Hunting can burn up to 600 calories per hour, which translates to 12 percent of the 5,000 recommended daily calories for survival [source: Angier and Underwood]. That does not include what it takes to haul an animal back to camp and butcher it, which tacks on another hundred or so calories. For that reason, big game hunting of moose, caribou and bear is likely not an efficient use of your strength. Also, injuring an animal without killing it places you in danger if it becomes aggressive.
You have a better -- and safer -- chance of catching smaller game, such as rabbits, birds, and foxes instead. To catch these, watch out for animal runs, fresh droppings and tracks. You may need to scout out an area before actually hunting, and if you know how to set up animal traps, that raises the likelihood that you'll snag one.
In Alaska, with its thousands of rivers and lakes, water may offer more viable options. Even in arctic regions and during the winter, you can find fish. The state's freshwater fish stock includes salmon, trout, arctic char and whitefish. Drop your line -- or hand -- in the water just before dawn or at dusk to maximize your chances of getting a bite. Also, watch out for bears when hanging around salmon streams since they feed off them, and you may be putting yourself in the snack line.
Fatty salmon provides premium fuel. For instance, while a trout only yields 200 calories, a healthy salmon gives you 900. But if you hook a fish with sunken eyes, flabby flesh and sharp smell, toss it back.
Even after you've exhausted your hunting or fishing resources, your protein provisions haven't run their course. In fact, the best readily available protein source in the wild is insects. Yes, the creepy, crawly, icky, mushy insects can save your life, given that a majority of their squishy bodies is pure protein. Insects actually hold more than three times the amount of protein (for their size) as beef.

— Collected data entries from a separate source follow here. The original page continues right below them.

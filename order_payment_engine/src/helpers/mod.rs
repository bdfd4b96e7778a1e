mod order_number;

pub use order_number::{generate_order_number, ORDER_NUMBER_MAX_LEN};
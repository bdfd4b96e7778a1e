//! The confirmation-notification worker.
//!
//! Reconciliation publishes an `OrderPaidEvent` exactly once per real transition into the paid
//! state; this module turns that event into an outbound delivery with retry and exponential
//! backoff, parking terminal failures in the dead-letter table. The worker runs on the engine's
//! event channel, so a slow mail service can never hold up a webhook acknowledgement.

use std::{future::Future, pin::Pin, sync::Arc};

use futures::future::BoxFuture;
use log::*;
use order_payment_engine::{
    events::{Handler, OrderPaidEvent},
    db_types::{Customer, Order},
    OrderFlowDatabase,
    SqliteDatabase,
};
use thiserror::Error;

use crate::config::NotificationConfig;

#[derive(Debug, Clone, Error)]
#[error("Could not deliver the confirmation: {0}")]
pub struct NotificationError(pub String);

/// Sends a payment-confirmation message for an order to its owning customer.
///
/// The production implementation fronts the storefront's mail service; tests substitute
/// implementations that count or fail deliveries.
pub trait NotificationDispatcher: Send + Sync {
    fn send<'a>(&'a self, order: &'a Order, customer: &'a Customer) -> BoxFuture<'a, Result<(), NotificationError>>;
}

/// Dispatcher used until a mail collaborator is wired in: records the confirmation in the log and
/// reports success.
#[derive(Debug, Clone, Default)]
pub struct LoggingDispatcher;

impl NotificationDispatcher for LoggingDispatcher {
    fn send<'a>(&'a self, order: &'a Order, customer: &'a Customer) -> BoxFuture<'a, Result<(), NotificationError>> {
        Box::pin(async move {
            info!(
                "📧️ Payment confirmed for order {}: {} to {} <{}>",
                order.order_number, order.total_amount, customer.name, customer.email
            );
            Ok(())
        })
    }
}

/// Builds the order-paid hook: deliver, retry with doubling backoff, dead-letter on exhaustion.
/// Failures never propagate anywhere except the log and the dead-letter table; the state
/// transition that triggered the event is already committed and must stand.
pub fn paid_notification_hook<D>(
    dispatcher: Arc<D>,
    db: SqliteDatabase,
    config: NotificationConfig,
) -> Handler<OrderPaidEvent>
where
    D: NotificationDispatcher + 'static,
{
    Arc::new(move |event: OrderPaidEvent| {
        let dispatcher = Arc::clone(&dispatcher);
        let db = db.clone();
        let config = config.clone();
        Box::pin(async move {
            let order_number = event.order.order_number.clone();
            let mut backoff = config.initial_backoff;
            for attempt in 1..=config.max_attempts {
                match dispatcher.send(&event.order, &event.customer).await {
                    Ok(()) => {
                        debug!("📧️ Confirmation for order {order_number} delivered on attempt {attempt}");
                        return;
                    },
                    Err(e) => {
                        warn!(
                            "📧️ Confirmation for order {order_number} failed on attempt {attempt}/{}: {e}",
                            config.max_attempts
                        );
                        if attempt < config.max_attempts {
                            tokio::time::sleep(backoff).await;
                            backoff *= 2;
                        } else if let Err(db_err) =
                            db.record_notification_failure(event.order.id, &e.to_string()).await
                        {
                            error!("📧️ Could not dead-letter the confirmation for order {order_number}: {db_err}");
                        }
                    },
                }
            }
        }) as Pin<Box<dyn Future<Output = ()> + Send>>
    })
}
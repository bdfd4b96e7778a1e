use std::fmt::Debug;

use log::*;

use crate::{
    db_types::{NewOrderRequest, Order, OrderNumber},
    events::{EventProducers, OrderPaidEvent},
    ope_api::OrderResult,
    reconciliation::{map_status, GatewayUpdate},
    traits::{OrderFlowDatabase, OrderFlowError, TransitionOutcome},
};

/// `OrderFlowApi` is the primary API for the order lifecycle: creation with inventory
/// reservation, payment-session persistence, cancellation, and — most importantly — the single
/// reconciliation routine that both the webhook ingress and the status poll feed into.
pub struct OrderFlowApi<B> {
    db: B,
    producers: EventProducers,
}

impl<B> Debug for OrderFlowApi<B> {
    fn fmt(&self, f: &mut std::fmt::Formatter<'_>) -> std::fmt::Result {
        write!(f, "OrderFlowApi")
    }
}

impl<B> OrderFlowApi<B> {
    pub fn new(db: B, producers: EventProducers) -> Self {
        Self { db, producers }
    }
}

impl<B> OrderFlowApi<B>
where B: OrderFlowDatabase
{
    /// Places a new order from the customer's current cart.
    ///
    /// The order, its item snapshots, the stock reservation and the cart clear are one atomic
    /// transaction: an empty cart or an out-of-stock line aborts the whole placement with no
    /// partial effect visible.
    pub async fn place_order(&self, req: NewOrderRequest) -> Result<OrderResult, OrderFlowError> {
        let customer_id = req.customer_id;
        self.db
            .fetch_customer(customer_id)
            .await?
            .ok_or(OrderFlowError::CustomerNotFound(customer_id))?;
        let (order, items) = self.db.create_order_from_cart(req).await?;
        info!(
            "🔄️📦️ Order {} placed by customer #{customer_id}: {} item(s), total {}",
            order.order_number,
            items.len(),
            order.total_amount
        );
        Ok(OrderResult::new(order, items))
    }

    /// Fetches an order and its items by order number.
    pub async fn order_with_items(&self, order_number: &OrderNumber) -> Result<Option<OrderResult>, OrderFlowError> {
        let Some(order) = self.db.fetch_order_by_number(order_number).await? else {
            return Ok(None);
        };
        let items = self.db.fetch_order_items(order.id).await?;
        Ok(Some(OrderResult::new(order, items)))
    }

    /// Stores the gateway's payment token and redirect URL against the order.
    pub async fn attach_payment_session(
        &self,
        order_number: &OrderNumber,
        token: &str,
        redirect_url: &str,
    ) -> Result<Order, OrderFlowError> {
        self.db.save_gateway_token(order_number, token, redirect_url).await
    }

    /// The shared reconciliation routine. Every observation of the remote transaction — whether
    /// pushed by the gateway's webhook or pulled by a status query — is applied through this
    /// method and nowhere else.
    ///
    /// An unrecognised status combination is logged and leaves the order untouched. A recognised
    /// one is applied under the backend's optimistic guard; when this call is the one that moved
    /// the order into the paid state, the confirmation notification event is published exactly
    /// once, fire-and-forget.
    pub async fn apply_gateway_update(
        &self,
        order_number: &OrderNumber,
        update: GatewayUpdate,
    ) -> Result<TransitionOutcome, OrderFlowError> {
        let Some(mapping) = map_status(update.transaction_status, update.fraud_status) else {
            warn!(
                "🔁️ No mapping for gateway status '{}' (fraud: {:?}) on order {order_number}; leaving local state \
                 untouched",
                update.transaction_status, update.fraud_status
            );
            let order = self
                .db
                .fetch_order_by_number(order_number)
                .await?
                .ok_or_else(|| OrderFlowError::OrderNotFound(order_number.clone()))?;
            return Ok(TransitionOutcome::unchanged(order));
        };
        let outcome = self.db.apply_transition(order_number, mapping, &update).await?;
        if outcome.inventory_restored {
            info!("🔁️ Order {order_number} cancelled by gateway status '{}'; stock restored", update.transaction_status);
        }
        if outcome.became_paid {
            info!("🔁️ Order {order_number} is now paid (gateway status '{}')", update.transaction_status);
            self.publish_order_paid(&outcome.order).await;
        }
        Ok(outcome)
    }

    /// Cancels a customer's own pending order: local transition plus stock restore, sharing the
    /// reconciliation guard so a racing gateway notification cannot double-restore.
    pub async fn cancel_order(
        &self,
        order_number: &OrderNumber,
        customer_id: i64,
    ) -> Result<TransitionOutcome, OrderFlowError> {
        let outcome = self.db.cancel_pending_order(order_number, customer_id).await?;
        if outcome.changed {
            info!("🔄️❌️ Order {order_number} cancelled at customer #{customer_id}'s request");
        }
        Ok(outcome)
    }

    /// Publishes the order-paid event to subscribers. Failures here are logged and swallowed: the
    /// state transition that triggered the notification is already committed and must stand.
    async fn publish_order_paid(&self, order: &Order) {
        let customer = match self.db.fetch_customer(order.customer_id).await {
            Ok(Some(customer)) => customer,
            Ok(None) => {
                error!(
                    "🔄️📬️ Customer #{} vanished before the confirmation for order {} could be dispatched",
                    order.customer_id, order.order_number
                );
                return;
            },
            Err(e) => {
                error!("🔄️📬️ Could not load the customer for order {}: {e}", order.order_number);
                return;
            },
        };
        for producer in &self.producers.order_paid_producer {
            debug!("🔄️📬️ Notifying order-paid subscribers for order {}", order.order_number);
            let event = OrderPaidEvent::new(order.clone(), customer.clone());
            producer.publish_event(event).await;
        }
    }

    pub fn db(&self) -> &B {
        &self.db
    }

    pub fn db_mut(&mut self) -> &mut B {
        &mut self.db
    }
}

Insect larvae in particular contain a lot of protein. You can find the eggs in moist areas under rocks and inside rotten tree logs or stumps. Beetle species, the most popular edible insect in the world, call Alaska home as well. Sizzling the crunchy critters over a fire will make them more appealing to eat. As you travel north, the insect population grows more limited, but in the off chance that you find an earthworm, rinse it in water and feast. Whatever your locale, stay away from stinging, biting, smelly or bright-colored insects, such as spiders and some caterpillars.